* WHAT NEEDS TO BE DONE:
Only an exact copy of the records below will serve as the answer.

(INPUT DATA Opens)

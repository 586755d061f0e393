use actix_web::{web, HttpResponse};
use chrono::NaiveDate;
use serde::Deserialize;
use serde_json::json;

use tripcounter_common::db::{self, DaoError, TableStore};
use tripcounter_common::models::extra::NewExtra;
use tripcounter_common::models::parse_clock_time;

use super::{today, DateQuery};
use crate::handlers::error::HttpErrorResponse;
use crate::middleware::auth::AuthenticatedUser;

#[derive(Debug, Deserialize)]
pub struct NewExtraRequest {
    pub fecha: Option<NaiveDate>,
    pub hora_inicio: String,
    pub hora_fin: String,
    pub monto: f64,
}

pub async fn get(
    store: web::Data<TableStore>,
    _user: AuthenticatedUser,
    query: web::Query<DateQuery>,
) -> Result<HttpResponse, HttpErrorResponse> {
    let date = query.date.unwrap_or_else(today);

    let extras = match db::extras::Dao::new(&store).extras_for_date(date).await {
        Ok(extras) => extras,
        Err(e) => {
            log::error!("{e}");
            return Err(HttpErrorResponse::InternalError("Failed to read extras"));
        }
    };

    Ok(HttpResponse::Ok().json(extras))
}

pub async fn create(
    store: web::Data<TableStore>,
    _user: AuthenticatedUser,
    body: web::Json<NewExtraRequest>,
) -> Result<HttpResponse, HttpErrorResponse> {
    if !body.monto.is_finite() || body.monto < 0.0 {
        return Err(HttpErrorResponse::InvalidInput(
            "monto must be a non-negative number",
        ));
    }

    let start_time = parse_clock_time(&body.hora_inicio)
        .ok_or(HttpErrorResponse::InvalidInput("hora_inicio must be HH:MM"))?;
    let end_time = parse_clock_time(&body.hora_fin)
        .ok_or(HttpErrorResponse::InvalidInput("hora_fin must be HH:MM"))?;

    let new_extra = NewExtra {
        date: body.fecha.unwrap_or_else(today),
        start_time,
        end_time,
        fare: body.monto,
    };

    let extra = match db::extras::Dao::new(&store).create(&new_extra).await {
        Ok(extra) => extra,
        Err(DaoError::Duplicate(msg)) => return Err(HttpErrorResponse::Conflict(msg)),
        Err(e) => {
            log::error!("{e}");
            return Err(HttpErrorResponse::InternalError("Failed to save extra"));
        }
    };

    Ok(HttpResponse::Created().json(json!({ "status": "ok", "extra": extra })))
}

#[cfg(test)]
mod tests {
    use actix_web::http::StatusCode;
    use actix_web::test;
    use serde_json::json;

    use crate::handlers::test_utils::{body_json, get, memory_store, post_json, test_app};

    #[actix_web::test]
    async fn extras_do_not_affect_trip_numbering_or_bonus() {
        let app = test_app(memory_store()).await;

        let resp = test::call_service(
            &app,
            post_json(
                "/api/extras",
                json!({
                    "fecha": "2025-11-03",
                    "hora_inicio": "09:00",
                    "hora_fin": "09:40",
                    "monto": 20.0,
                }),
            )
            .to_request(),
        )
        .await;
        assert_eq!(resp.status(), StatusCode::CREATED);

        let body = body_json(resp).await;
        assert_eq!(body["extra"]["number"], 1);
        assert_eq!(body["extra"]["total"], 20.0);

        // The trips table stays empty and its bonus stays zero
        let resp = test::call_service(
            &app,
            get("/api/trips?date=2025-11-03").to_request(),
        )
        .await;
        let body = body_json(resp).await;
        assert_eq!(body["trips"].as_array().unwrap().len(), 0);
        assert_eq!(body["bonus"], 0.0);
    }

    #[actix_web::test]
    async fn duplicate_extra_conflicts() {
        let app = test_app(memory_store()).await;

        let body = json!({
            "fecha": "2025-11-03",
            "hora_inicio": "09:00",
            "hora_fin": "09:40",
            "monto": 20.0,
        });

        let resp =
            test::call_service(&app, post_json("/api/extras", body.clone()).to_request()).await;
        assert_eq!(resp.status(), StatusCode::CREATED);

        let resp = test::call_service(&app, post_json("/api/extras", body).to_request()).await;
        assert_eq!(resp.status(), StatusCode::CONFLICT);
    }

    #[actix_web::test]
    async fn listing_is_filtered_by_date() {
        let app = test_app(memory_store()).await;

        for (fecha, hora) in [("2025-11-03", "09:00"), ("2025-11-04", "10:00")] {
            let resp = test::call_service(
                &app,
                post_json(
                    "/api/extras",
                    json!({
                        "fecha": fecha,
                        "hora_inicio": hora,
                        "hora_fin": "11:00",
                        "monto": 15.0,
                    }),
                )
                .to_request(),
            )
            .await;
            assert_eq!(resp.status(), StatusCode::CREATED);
        }

        let resp =
            test::call_service(&app, get("/api/extras?date=2025-11-04").to_request()).await;
        let body = body_json(resp).await;

        let extras = body.as_array().unwrap();
        assert_eq!(extras.len(), 1);
        assert_eq!(extras[0]["date"], "2025-11-04");
    }
}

(INPUT DATA Closes)

* EXERCISE RESULT:
repository 586755d061f0e393
use actix_web::{web, HttpResponse};
use chrono::NaiveDate;
use serde::Deserialize;
use serde_json::json;

use tripcounter_common::db::{self, DaoError, TableStore};
use tripcounter_common::models::extra::NewExtra;
use tripcounter_common::models::parse_clock_time;

use super::{today, DateQuery};
use crate::handlers::error::HttpErrorResponse;
use crate::middleware::auth::AuthenticatedUser;

#[derive(Debug, Deserialize)]
pub struct NewExtraRequest {
    pub fecha: Option<NaiveDate>,
    pub hora_inicio: String,
    pub hora_fin: String,
    pub monto: f64,
}

pub async fn get(
    store: web::Data<TableStore>,
    _user: AuthenticatedUser,
    query: web::Query<DateQuery>,
) -> Result<HttpResponse, HttpErrorResponse> {
    let date = query.date.unwrap_or_else(today);

    let extras = match db::extras::Dao::new(&store).extras_for_date(date).await {
        Ok(extras) => extras,
        Err(e) => {
            log::error!("{e}");
            return Err(HttpErrorResponse::InternalError("Failed to read extras"));
        }
    };

    Ok(HttpResponse::Ok().json(extras))
}

pub async fn create(
    store: web::Data<TableStore>,
    _user: AuthenticatedUser,
    body: web::Json<NewExtraRequest>,
) -> Result<HttpResponse, HttpErrorResponse> {
    if !body.monto.is_finite() || body.monto < 0.0 {
        return Err(HttpErrorResponse::InvalidInput(
            "monto must be a non-negative number",
        ));
    }

    let start_time = parse_clock_time(&body.hora_inicio)
        .ok_or(HttpErrorResponse::InvalidInput("hora_inicio must be HH:MM"))?;
    let end_time = parse_clock_time(&body.hora_fin)
        .ok_or(HttpErrorResponse::InvalidInput("hora_fin must be HH:MM"))?;

    let new_extra = NewExtra {
        date: body.fecha.unwrap_or_else(today),
        start_time,
        end_time,
        fare: body.monto,
    };

    let extra = match db::extras::Dao::new(&store).create(&new_extra).await {
        Ok(extra) => extra,
        Err(DaoError::Duplicate(msg)) => return Err(HttpErrorResponse::Conflict(msg)),
        Err(e) => {
            log::error!("{e}");
            return Err(HttpErrorResponse::InternalError("Failed to save extra"));
        }
    };

    Ok(HttpResponse::Created().json(json!({ "status": "ok", "extra": extra })))
}

#[cfg(test)]
mod tests {
    use actix_web::http::StatusCode;
    use actix_web::test;
    use serde_json::json;

    use crate::handlers::test_utils::{body_json, get, memory_store, post_json, test_app};

    #[actix_web::test]
    async fn extras_do_not_affect_trip_numbering_or_bonus() {
        let app = test_app(memory_store()).await;

        let resp = test::call_service(
            &app,
            post_json(
                "/api/extras",
                json!({
                    "fecha": "2025-11-03",
                    "hora_inicio": "09:00",
                    "hora_fin": "09:40",
                    "monto": 20.0,
                }),
            )
            .to_request(),
        )
        .await;
        assert_eq!(resp.status(), StatusCode::CREATED);

        let body = body_json(resp).await;
        assert_eq!(body["extra"]["number"], 1);
        assert_eq!(body["extra"]["total"], 20.0);

        // The trips table stays empty and its bonus stays zero
        let resp = test::call_service(
            &app,
            get("/api/trips?date=2025-11-03").to_request(),
        )
        .await;
        let body = body_json(resp).await;
        assert_eq!(body["trips"].as_array().unwrap().len(), 0);
        assert_eq!(body["bonus"], 0.0);
    }

    #[actix_web::test]
    async fn duplicate_extra_conflicts() {
        let app = test_app(memory_store()).await;

        let body = json!({
            "fecha": "2025-11-03",
            "hora_inicio": "09:00",
            "hora_fin": "09:40",
            "monto": 20.0,
        });

        let resp =
            test::call_service(&app, post_json("/api/extras", body.clone()).to_request()).await;
        assert_eq!(resp.status(), StatusCode::CREATED);

        let resp = test::call_service(&app, post_json("/api/extras", body).to_request()).await;
        assert_eq!(resp.status(), StatusCode::CONFLICT);
    }

    #[actix_web::test]
    async fn listing_is_filtered_by_date() {
        let app = test_app(memory_store()).await;

        for (fecha, hora) in [("2025-11-03", "09:00"), ("2025-11-04", "10:00")] {
            let resp = test::call_service(
                &app,
                post_json(
                    "/api/extras",
                    json!({
                        "fecha": fecha,
                        "hora_inicio": hora,
                        "hora_fin": "11:00",
                        "monto": 15.0,
                    }),
                )
                .to_request(),
            )
            .await;
            assert_eq!(resp.status(), StatusCode::CREATED);
        }

        let resp =
            test::call_service(&app, get("/api/extras?date=2025-11-04").to_request()).await;
        let body = body_json(resp).await;

        let extras = body.as_array().unwrap();
        assert_eq!(extras.len(), 1);
        assert_eq!(extras[0]["date"], "2025-11-04");
    }
}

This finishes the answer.